I am also operating under how other projects approach aggregate data: information that can be used to identify individuals is often stripped out. As I wrote in the IRC chat, I am not sure what the (current) value is for including user information in the dump aside from spooking users and onlookers.
I am also aware that there are other posts on the forum concerning privacy features for ListenBrainz, such as this one. This is a slightly different subject, so I thought it warrants a separate thread.
The Ask
I would like the public datasets exported by ListenBrainz to change to be pseudo-anonymous. That is, user IDs and usernames stripped from the dataset and replaced with something else so that the effectiveness of the data is mostly remained intact.
Reasoning
I view ListenBrainz as two different components for this discussion:
- A social component, where users are encouraged to track their histories with their friends and gain insights from that data.
- The public research component, where the aggregated data is available.
For (2), there is no need to have user IDs and usernames directly linked in aggregate data. A random identifier generated for the dataset would probably be sufficient as it allows grouping listens together.
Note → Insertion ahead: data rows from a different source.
//! # Handle for controlling a running master from other tasks.
//!
//! [`MasterHandle`] is the programmatic counterpart of the OS signals: the signal
//! forwarders installed by [`Herd::run`](crate::Herd::run) use it too.
//!
//! ```text
//! MasterHandle::reload()   ──┐
//! restart signal forwarder ──┼──► mpsc<Control> ──► master loop
//! MasterHandle::shutdown() ──┤
//! termination forwarder    ──┘
//! ```

use tokio::sync::{broadcast, mpsc};

use super::config::Settings;
use crate::error::ControlError;
use crate::events::{Bus, Event};

/// Command delivered to the master loop.
#[derive(Debug, Clone, Copy, PartialEq, Eq)]
pub(crate) enum Control {
    /// Start a rolling reload (subject to the admission policy).
    Reload,
    /// Drain the pool and stop the master.
    Shutdown,
}

/// Cloneable handle to a master started by [`Herd::run`](crate::Herd::run).
///
/// Obtained from [`Herd::handle`](crate::Herd::handle) before the master runs,
/// so commands may be queued ahead of startup.
#[derive(Clone, Debug)]
pub struct MasterHandle {
    tx: mpsc::Sender<Control>,
    bus: Bus,
    settings: Settings,
}

impl MasterHandle {
    pub(crate) fn new(tx: mpsc::Sender<Control>, bus: Bus, settings: Settings) -> Self {
        Self { tx, bus, settings }
    }

    /// Requests a rolling reload, waiting for queue space.
    pub async fn reload(&self) -> Result<(), ControlError> {
        self.send(Control::Reload).await
    }

    /// Requests a rolling reload without waiting.
    pub fn try_reload(&self) -> Result<(), ControlError> {
        self.tx.try_send(Control::Reload).map_err(|e| match e {
            mpsc::error::TrySendError::Full(_) => ControlError::Full,
            mpsc::error::TrySendError::Closed(_) => ControlError::Closed,
        })
    }

    /// Requests a graceful shutdown of the pool.
    pub async fn shutdown(&self) -> Result<(), ControlError> {
        self.send(Control::Shutdown).await
    }

    /// Subscribes to runtime events published after this call.
    pub fn subscribe(&self) -> broadcast::Receiver<Event> {
        self.bus.subscribe()
    }

    /// Live settings read by the master.
    pub fn settings(&self) -> &Settings {
        &self.settings
    }

    async fn send(&self, cmd: Control) -> Result<(), ControlError> {
        self.tx.send(cmd).await.map_err(|_| ControlError::Closed)
    }
}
Why pseudo-anonymous? At the current point in time, user profiles are all public. Even if user IDs and usernames were removed from the dataset and replaced with a randomly generated UUID, it would still be possible to identify a user’s history in the dataset. For context, I am following this presentation (slide 6).
Anonymous data:
‘…information which does not relate to an identified or identifiable natural person or to
personal data rendered anonymous in such a manner that the data subject is not or no
longer identifiable.’’ (Recital 26, GDPR)
Pseudo-anonymous data:
“…the processing of personal data in such a manner that the personal data can no longer
be attributed to a specific data subject without the use of additional information, provided
that such additional information is kept separately and is subject to technical and
organisational measures to ensure that the personal data are not attributed to an identified
or identifiable natural person.” (Article 4, GDPR)
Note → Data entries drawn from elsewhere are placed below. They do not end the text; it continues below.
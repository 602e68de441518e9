//! Polled, debounced on/off push-button.
//!
//! ## Hardware
//!
//! Active-low momentary switch with internal pull-up.  The main loop
//! samples the pin every control tick and feeds the level into
//! [`ButtonDriver::tick`], which runs a non-blocking debounce.
//!
//! ## Debounce
//!
//! A level change is only accepted once the new level has been seen
//! continuously for `debounce_ms`.  A bounce back to the old level
//! inside that window discards the change.  Each accepted press edge
//! is reported once; the caller toggles the sorter on it.

/// Button events emitted after debounce.
#[derive(Debug, Clone, Copy, PartialEq, Eq)]
pub enum ButtonEvent {
    Pressed,
    Released,
}

#[derive(Debug, Clone, Copy, PartialEq, Eq)]
enum DebounceState {
    Stable,
    Changing { since_ms: u32 },
}

pub struct ButtonDriver {
    gpio: i32,
    debounce_ms: u32,
    pressed: bool,
    state: DebounceState,
}

impl ButtonDriver {
    pub fn new(gpio: i32, debounce_ms: u32) -> Self {
        Self {
            gpio,
            debounce_ms,
            pressed: false,
            state: DebounceState::Stable,
        }
    }

    /// GPIO pin this button is attached to.
    pub fn gpio(&self) -> i32 {
        self.gpio
    }

    /// Debounced level.
    pub fn is_pressed(&self) -> bool {
        self.pressed
    }

    /// Call from the main loop at each control tick with the raw level.
    /// `now_ms` is the current monotonic time in milliseconds.
    pub fn tick(&mut self, now_ms: u32, raw_pressed: bool) -> Option<ButtonEvent> {
        match self.state {
            DebounceState::Stable => {
                if raw_pressed != self.pressed {
                    self.state = DebounceState::Changing { since_ms: now_ms };
                }
                None
            }

            DebounceState::Changing { since_ms } => {
                if raw_pressed == self.pressed {
                    // Bounced back before the window elapsed.
                    self.state = DebounceState::Stable;
                    return None;
                }
                if now_ms.wrapping_sub(since_ms) < self.debounce_ms {
                    return None;
                }

                self.pressed = raw_pressed;
                self.state = DebounceState::Stable;
                if raw_pressed {
                    Some(ButtonEvent::Pressed)
                } else {
                    Some(ButtonEvent::Released)
                }
            }
        }
    }

    /// Raw pin level, active-low.
    #[cfg(target_os = "espidf")]
    pub fn is_pressed_hw(&self) -> bool {
        !crate::drivers::hw_init::gpio_read(self.gpio)
    }
}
Using this explanation, the user profile itself serves as the link between the user and the public data. If private profiles ever do become a thing, this can be revisited.
How I Feel
Generally, I would say that I like the idea of ListenBrainz. Public data for research is great. I do think there should be a way to contribute data without having it easily linked back to me, though. At least for the public dataset. I believe that having generated UUID substitutes in place of user IDs and usernames should be doable. With profiles currently public, the data could be linked back, but I do not see much of a point in that as listening history can be inspected directly without having to look at the dataset. In a way, you could say that the intents are different.
While I will continue with an example in the next section, I also want to state that a UUID(4) is just an idea. I am not claiming that it is the best solution, but a solution.
Example
For example, I would change
{“user_id”:123,“user_name”:“somebody”,“timestamp”:1234567890,“track_metadata”: {…}}
to
{“uuid”:“7dcdc012-bc76-4d88-a9af-b7bc1b1798b6”,“timestamp”:1234567890,“track_metadata”: {…}}
in the exports. For every export, this UUID should be regenerated. Effectively, this means that a UUID is only useful for grouping a particular user within the same dataset. This might make the incremental datasets themselves less useful, but I believe it is a worthy consideration.
Short Term
In the short term, @aerozol mentioned that I can probably file a ticket to at least have usernames removed from the dataset, as they are unnecessary. I have made a ticket and willl leave this post for the UUID discussion.